### Task item
Here is the task for the records below: repeat exactly the lines from the one with "filename src/codec/encode.rs" to the one with "out.write_all(&[tag as u8])?;", both included, and nothing else.

[Extracted records]
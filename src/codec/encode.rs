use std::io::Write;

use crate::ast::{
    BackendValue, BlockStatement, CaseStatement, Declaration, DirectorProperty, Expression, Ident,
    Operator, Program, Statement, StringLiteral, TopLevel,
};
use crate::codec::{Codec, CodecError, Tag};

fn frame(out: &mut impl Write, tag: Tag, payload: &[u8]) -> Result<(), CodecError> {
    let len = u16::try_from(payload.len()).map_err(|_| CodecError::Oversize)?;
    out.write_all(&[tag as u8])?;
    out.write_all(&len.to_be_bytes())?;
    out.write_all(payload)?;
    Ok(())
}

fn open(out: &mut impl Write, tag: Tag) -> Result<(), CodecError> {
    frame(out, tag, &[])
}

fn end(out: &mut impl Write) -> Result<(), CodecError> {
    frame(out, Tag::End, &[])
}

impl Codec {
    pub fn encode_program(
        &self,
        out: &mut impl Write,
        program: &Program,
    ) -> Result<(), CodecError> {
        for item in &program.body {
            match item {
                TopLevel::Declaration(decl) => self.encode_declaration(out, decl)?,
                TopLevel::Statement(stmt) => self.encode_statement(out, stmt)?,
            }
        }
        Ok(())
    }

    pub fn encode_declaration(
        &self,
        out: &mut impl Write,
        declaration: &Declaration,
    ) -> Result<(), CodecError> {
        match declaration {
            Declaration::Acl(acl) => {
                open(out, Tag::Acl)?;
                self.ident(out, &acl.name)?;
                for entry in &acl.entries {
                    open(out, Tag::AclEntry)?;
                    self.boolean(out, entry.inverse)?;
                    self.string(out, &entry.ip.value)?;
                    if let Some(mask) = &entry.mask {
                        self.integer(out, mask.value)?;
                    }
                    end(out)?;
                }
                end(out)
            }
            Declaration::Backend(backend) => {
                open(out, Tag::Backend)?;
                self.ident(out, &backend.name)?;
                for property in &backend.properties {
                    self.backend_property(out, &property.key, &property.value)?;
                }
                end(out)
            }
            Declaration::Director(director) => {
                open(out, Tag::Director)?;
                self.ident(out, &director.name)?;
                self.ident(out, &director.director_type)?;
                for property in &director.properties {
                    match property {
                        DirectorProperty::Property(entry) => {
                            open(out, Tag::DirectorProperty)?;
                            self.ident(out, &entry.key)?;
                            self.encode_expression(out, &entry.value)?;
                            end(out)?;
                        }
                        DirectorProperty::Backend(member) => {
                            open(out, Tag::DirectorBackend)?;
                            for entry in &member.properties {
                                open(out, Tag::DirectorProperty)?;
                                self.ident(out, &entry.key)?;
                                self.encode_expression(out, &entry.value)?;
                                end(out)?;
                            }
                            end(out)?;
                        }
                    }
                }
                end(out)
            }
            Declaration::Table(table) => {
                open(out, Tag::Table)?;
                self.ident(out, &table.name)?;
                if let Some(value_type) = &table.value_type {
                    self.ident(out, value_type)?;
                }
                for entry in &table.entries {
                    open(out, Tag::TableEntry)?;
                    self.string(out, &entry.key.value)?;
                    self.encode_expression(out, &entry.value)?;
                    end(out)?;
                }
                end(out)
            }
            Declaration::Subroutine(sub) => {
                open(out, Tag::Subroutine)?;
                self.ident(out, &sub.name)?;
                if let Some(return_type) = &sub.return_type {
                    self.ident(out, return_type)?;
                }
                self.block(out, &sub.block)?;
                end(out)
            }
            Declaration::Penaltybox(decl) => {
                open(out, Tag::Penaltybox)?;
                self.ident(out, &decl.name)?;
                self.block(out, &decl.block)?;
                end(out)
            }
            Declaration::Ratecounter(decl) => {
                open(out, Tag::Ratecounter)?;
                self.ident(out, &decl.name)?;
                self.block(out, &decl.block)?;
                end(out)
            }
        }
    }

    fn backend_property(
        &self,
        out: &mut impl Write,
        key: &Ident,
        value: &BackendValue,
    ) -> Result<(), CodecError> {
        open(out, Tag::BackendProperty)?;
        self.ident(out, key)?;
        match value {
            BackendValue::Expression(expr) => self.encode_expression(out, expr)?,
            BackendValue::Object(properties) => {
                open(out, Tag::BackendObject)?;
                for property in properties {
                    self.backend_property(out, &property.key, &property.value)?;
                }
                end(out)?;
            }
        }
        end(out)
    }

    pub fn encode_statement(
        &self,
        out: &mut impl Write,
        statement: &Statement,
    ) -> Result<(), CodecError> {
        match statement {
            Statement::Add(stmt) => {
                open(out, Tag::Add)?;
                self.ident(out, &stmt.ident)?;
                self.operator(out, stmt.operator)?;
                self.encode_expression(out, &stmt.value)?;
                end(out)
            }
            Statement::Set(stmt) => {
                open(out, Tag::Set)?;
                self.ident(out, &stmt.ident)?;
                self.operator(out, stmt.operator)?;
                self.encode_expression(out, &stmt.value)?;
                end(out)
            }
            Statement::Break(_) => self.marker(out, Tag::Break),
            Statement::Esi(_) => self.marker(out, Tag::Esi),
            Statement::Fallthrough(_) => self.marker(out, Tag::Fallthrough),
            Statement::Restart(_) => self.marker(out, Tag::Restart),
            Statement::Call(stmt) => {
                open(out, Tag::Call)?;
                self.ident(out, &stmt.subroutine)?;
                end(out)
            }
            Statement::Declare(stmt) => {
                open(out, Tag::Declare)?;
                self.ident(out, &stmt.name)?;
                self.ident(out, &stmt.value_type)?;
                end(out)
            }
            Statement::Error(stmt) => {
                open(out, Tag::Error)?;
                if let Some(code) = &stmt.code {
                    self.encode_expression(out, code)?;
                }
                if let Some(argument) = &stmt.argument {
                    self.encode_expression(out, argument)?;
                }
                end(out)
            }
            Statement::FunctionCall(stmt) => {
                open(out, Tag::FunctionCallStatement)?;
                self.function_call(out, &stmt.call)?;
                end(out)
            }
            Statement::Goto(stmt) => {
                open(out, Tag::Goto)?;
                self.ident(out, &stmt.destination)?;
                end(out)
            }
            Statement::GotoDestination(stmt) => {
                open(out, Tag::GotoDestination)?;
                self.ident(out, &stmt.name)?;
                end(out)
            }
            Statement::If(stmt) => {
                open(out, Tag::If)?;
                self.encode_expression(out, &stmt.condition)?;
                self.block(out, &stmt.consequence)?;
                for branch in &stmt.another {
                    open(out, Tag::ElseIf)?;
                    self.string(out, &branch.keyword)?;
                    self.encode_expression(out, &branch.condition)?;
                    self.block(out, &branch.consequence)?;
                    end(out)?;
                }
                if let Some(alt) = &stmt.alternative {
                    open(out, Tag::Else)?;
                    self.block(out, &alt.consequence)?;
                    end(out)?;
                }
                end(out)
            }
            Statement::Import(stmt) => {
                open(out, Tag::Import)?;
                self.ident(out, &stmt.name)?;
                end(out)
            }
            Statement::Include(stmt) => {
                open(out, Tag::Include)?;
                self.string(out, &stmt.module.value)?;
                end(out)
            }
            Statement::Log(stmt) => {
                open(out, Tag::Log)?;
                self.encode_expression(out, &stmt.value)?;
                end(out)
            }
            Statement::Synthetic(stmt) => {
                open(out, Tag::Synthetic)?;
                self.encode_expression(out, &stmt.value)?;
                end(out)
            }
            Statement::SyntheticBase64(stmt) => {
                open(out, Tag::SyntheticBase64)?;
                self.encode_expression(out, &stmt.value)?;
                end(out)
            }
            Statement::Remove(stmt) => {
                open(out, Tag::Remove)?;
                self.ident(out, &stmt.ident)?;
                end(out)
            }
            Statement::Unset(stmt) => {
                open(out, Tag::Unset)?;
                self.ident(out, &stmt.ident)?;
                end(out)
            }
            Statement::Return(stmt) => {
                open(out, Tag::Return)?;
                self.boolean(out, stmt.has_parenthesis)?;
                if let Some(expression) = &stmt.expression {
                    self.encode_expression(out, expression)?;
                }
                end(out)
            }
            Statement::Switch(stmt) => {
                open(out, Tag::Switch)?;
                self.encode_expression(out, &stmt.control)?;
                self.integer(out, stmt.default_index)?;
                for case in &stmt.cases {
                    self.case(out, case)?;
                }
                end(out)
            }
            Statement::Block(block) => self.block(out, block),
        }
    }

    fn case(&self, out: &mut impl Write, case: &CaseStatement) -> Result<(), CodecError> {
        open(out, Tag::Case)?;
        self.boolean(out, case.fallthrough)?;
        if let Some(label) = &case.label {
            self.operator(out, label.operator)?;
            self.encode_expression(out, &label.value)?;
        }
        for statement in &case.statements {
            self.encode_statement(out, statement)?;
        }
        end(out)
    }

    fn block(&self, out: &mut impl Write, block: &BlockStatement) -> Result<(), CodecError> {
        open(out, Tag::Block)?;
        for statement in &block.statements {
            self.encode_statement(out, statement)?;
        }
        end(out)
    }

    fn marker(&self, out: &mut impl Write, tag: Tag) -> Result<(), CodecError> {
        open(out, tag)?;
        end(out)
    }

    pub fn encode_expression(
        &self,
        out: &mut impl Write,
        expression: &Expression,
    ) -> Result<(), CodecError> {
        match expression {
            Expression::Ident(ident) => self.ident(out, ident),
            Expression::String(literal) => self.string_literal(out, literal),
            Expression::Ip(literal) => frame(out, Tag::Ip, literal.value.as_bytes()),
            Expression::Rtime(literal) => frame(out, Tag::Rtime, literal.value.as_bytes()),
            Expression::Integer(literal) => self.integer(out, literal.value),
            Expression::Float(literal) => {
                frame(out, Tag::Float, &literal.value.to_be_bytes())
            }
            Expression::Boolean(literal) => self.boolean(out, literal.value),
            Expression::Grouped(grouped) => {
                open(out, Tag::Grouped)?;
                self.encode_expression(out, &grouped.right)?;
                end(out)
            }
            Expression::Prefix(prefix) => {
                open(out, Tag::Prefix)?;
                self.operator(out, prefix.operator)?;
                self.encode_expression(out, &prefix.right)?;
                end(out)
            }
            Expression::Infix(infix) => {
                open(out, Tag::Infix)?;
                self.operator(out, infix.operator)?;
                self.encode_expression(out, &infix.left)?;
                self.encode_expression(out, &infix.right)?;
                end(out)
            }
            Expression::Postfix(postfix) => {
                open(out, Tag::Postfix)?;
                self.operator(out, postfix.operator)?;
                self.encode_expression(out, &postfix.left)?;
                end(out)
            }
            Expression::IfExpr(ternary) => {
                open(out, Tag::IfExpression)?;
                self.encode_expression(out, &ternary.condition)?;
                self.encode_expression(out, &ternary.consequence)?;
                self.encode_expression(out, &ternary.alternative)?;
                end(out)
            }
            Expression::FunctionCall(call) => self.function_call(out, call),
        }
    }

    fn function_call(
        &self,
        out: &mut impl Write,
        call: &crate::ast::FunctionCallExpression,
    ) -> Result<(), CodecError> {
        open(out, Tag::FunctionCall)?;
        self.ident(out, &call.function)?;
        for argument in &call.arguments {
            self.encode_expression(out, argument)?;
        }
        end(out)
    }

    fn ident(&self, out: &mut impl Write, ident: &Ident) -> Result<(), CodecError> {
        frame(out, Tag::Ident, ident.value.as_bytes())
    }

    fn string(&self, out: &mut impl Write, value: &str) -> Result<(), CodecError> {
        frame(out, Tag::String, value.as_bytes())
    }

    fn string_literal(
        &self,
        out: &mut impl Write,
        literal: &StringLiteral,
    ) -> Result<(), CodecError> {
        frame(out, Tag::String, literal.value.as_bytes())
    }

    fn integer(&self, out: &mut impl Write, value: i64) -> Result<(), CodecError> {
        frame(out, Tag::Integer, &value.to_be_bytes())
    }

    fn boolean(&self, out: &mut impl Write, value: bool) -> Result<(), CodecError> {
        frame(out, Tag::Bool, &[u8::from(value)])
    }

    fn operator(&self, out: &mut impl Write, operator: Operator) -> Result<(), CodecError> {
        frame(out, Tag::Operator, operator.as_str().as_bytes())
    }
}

* * *

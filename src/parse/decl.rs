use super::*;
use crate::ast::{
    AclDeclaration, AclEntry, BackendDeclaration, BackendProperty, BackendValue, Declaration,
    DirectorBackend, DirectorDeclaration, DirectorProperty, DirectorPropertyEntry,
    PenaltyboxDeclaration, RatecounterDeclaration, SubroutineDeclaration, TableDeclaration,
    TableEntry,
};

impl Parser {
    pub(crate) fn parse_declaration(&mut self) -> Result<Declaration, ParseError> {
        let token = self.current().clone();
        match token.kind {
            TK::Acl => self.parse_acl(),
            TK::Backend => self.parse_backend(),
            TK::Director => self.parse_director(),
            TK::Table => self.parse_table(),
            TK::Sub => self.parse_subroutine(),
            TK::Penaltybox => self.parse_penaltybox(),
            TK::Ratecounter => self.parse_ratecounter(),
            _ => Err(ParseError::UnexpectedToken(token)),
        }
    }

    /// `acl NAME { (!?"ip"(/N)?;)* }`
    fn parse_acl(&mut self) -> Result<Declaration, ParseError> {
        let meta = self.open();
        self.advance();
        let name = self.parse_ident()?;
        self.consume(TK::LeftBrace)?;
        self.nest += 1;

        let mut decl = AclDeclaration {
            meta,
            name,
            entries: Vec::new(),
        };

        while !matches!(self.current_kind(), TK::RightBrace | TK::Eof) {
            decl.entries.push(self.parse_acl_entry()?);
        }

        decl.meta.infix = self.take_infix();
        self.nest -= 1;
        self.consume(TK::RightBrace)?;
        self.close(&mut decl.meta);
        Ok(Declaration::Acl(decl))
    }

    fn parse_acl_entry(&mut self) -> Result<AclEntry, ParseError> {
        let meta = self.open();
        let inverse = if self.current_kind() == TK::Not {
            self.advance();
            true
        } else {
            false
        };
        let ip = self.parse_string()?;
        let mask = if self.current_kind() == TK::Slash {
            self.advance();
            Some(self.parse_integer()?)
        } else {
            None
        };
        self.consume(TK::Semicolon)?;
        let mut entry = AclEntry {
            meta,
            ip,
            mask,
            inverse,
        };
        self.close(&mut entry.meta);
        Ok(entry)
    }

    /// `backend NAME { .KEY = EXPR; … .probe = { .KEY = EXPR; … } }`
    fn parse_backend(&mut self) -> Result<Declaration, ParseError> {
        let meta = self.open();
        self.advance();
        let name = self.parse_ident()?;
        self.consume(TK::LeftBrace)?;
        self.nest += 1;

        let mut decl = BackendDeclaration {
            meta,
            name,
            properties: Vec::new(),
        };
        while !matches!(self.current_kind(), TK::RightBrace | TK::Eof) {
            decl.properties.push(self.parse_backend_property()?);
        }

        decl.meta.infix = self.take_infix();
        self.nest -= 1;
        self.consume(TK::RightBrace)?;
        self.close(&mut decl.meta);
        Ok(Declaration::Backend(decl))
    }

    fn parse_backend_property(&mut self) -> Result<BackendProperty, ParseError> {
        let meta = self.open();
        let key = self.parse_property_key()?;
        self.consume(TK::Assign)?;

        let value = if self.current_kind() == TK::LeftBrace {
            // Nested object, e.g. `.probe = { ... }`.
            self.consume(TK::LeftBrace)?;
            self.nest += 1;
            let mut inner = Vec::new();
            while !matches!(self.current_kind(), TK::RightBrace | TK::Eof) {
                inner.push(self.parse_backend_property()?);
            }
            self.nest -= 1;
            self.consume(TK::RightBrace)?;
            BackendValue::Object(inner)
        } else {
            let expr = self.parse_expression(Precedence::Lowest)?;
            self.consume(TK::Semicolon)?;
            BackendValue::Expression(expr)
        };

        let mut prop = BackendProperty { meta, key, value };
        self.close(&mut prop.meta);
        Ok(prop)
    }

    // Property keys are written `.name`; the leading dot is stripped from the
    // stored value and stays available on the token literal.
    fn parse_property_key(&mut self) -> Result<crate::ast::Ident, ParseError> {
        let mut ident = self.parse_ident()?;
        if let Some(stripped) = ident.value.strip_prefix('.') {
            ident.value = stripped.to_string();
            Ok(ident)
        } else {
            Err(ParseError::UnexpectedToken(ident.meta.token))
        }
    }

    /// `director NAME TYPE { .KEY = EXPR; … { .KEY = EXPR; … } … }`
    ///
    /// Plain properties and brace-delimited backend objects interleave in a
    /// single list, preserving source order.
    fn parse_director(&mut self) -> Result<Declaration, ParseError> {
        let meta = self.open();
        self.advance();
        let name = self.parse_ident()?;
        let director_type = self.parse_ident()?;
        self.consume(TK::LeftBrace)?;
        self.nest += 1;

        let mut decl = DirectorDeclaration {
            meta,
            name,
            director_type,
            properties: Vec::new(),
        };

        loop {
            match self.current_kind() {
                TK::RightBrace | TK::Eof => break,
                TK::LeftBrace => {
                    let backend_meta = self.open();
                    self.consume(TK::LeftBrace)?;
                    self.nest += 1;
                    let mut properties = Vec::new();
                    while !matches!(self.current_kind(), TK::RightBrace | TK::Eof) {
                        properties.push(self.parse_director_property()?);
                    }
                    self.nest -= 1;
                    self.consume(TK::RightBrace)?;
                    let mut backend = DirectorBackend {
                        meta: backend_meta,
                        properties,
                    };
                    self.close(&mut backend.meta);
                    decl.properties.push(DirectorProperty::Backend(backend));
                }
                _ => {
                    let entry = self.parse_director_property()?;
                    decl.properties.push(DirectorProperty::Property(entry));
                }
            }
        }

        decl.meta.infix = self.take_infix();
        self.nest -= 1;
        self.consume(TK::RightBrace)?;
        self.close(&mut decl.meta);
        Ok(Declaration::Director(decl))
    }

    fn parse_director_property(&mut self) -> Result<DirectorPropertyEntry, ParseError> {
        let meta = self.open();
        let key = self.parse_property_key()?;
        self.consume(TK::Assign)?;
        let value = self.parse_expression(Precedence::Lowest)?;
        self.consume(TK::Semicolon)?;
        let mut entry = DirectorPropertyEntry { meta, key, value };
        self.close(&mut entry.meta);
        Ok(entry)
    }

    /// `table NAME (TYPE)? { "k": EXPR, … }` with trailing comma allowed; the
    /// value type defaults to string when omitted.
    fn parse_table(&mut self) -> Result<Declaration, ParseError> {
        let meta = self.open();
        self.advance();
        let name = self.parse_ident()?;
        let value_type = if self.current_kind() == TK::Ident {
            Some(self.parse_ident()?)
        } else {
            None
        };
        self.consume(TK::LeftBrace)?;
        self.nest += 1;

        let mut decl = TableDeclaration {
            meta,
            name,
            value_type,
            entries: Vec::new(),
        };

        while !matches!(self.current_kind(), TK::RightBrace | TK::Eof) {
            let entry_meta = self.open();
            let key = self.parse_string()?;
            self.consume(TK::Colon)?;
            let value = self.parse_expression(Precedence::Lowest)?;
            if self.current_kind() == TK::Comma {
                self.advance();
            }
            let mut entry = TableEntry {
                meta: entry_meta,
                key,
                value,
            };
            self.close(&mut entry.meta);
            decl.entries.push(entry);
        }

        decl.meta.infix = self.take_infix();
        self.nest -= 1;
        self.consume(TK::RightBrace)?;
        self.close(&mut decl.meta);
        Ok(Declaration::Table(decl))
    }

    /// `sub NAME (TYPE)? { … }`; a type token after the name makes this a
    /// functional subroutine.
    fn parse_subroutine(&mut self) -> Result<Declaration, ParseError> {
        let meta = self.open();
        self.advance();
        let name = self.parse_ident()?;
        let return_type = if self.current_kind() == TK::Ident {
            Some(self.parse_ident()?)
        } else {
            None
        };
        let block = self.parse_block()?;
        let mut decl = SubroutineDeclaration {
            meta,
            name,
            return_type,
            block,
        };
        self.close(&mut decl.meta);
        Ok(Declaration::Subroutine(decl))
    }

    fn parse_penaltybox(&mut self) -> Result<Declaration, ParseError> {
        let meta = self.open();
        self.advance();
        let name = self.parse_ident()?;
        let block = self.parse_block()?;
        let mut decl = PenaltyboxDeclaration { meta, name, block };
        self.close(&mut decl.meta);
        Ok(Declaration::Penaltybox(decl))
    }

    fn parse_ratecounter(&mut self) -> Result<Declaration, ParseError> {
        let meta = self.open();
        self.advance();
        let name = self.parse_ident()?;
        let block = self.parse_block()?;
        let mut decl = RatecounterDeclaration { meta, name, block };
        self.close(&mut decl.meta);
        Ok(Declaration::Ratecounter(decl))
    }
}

---

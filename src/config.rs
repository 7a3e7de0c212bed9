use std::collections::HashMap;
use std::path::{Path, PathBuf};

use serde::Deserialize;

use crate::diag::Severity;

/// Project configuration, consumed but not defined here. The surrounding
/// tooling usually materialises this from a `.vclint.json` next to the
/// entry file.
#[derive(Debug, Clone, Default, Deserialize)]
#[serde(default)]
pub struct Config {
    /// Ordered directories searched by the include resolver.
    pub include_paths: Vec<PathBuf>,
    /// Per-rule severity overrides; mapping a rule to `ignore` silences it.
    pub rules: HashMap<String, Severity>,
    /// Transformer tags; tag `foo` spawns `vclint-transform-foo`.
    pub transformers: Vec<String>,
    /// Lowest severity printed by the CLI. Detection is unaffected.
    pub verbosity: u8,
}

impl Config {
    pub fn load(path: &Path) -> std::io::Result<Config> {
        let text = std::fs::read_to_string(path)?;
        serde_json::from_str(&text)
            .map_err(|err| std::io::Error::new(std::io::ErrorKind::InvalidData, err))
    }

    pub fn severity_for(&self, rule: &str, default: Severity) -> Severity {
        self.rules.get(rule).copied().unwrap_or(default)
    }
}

### Task solution
filename src/codec/encode.rs
use std::io::Write;

use crate::ast::{
    BackendValue, BlockStatement, CaseStatement, Declaration, DirectorProperty, Expression, Ident,
    Operator, Program, Statement, StringLiteral, TopLevel,
};
use crate::codec::{Codec, CodecError, Tag};

fn frame(out: &mut impl Write, tag: Tag, payload: &[u8]) -> Result<(), CodecError> {
    let len = u16::try_from(payload.len()).map_err(|_| CodecError::Oversize)?;
    out.write_all(&[tag as u8])?;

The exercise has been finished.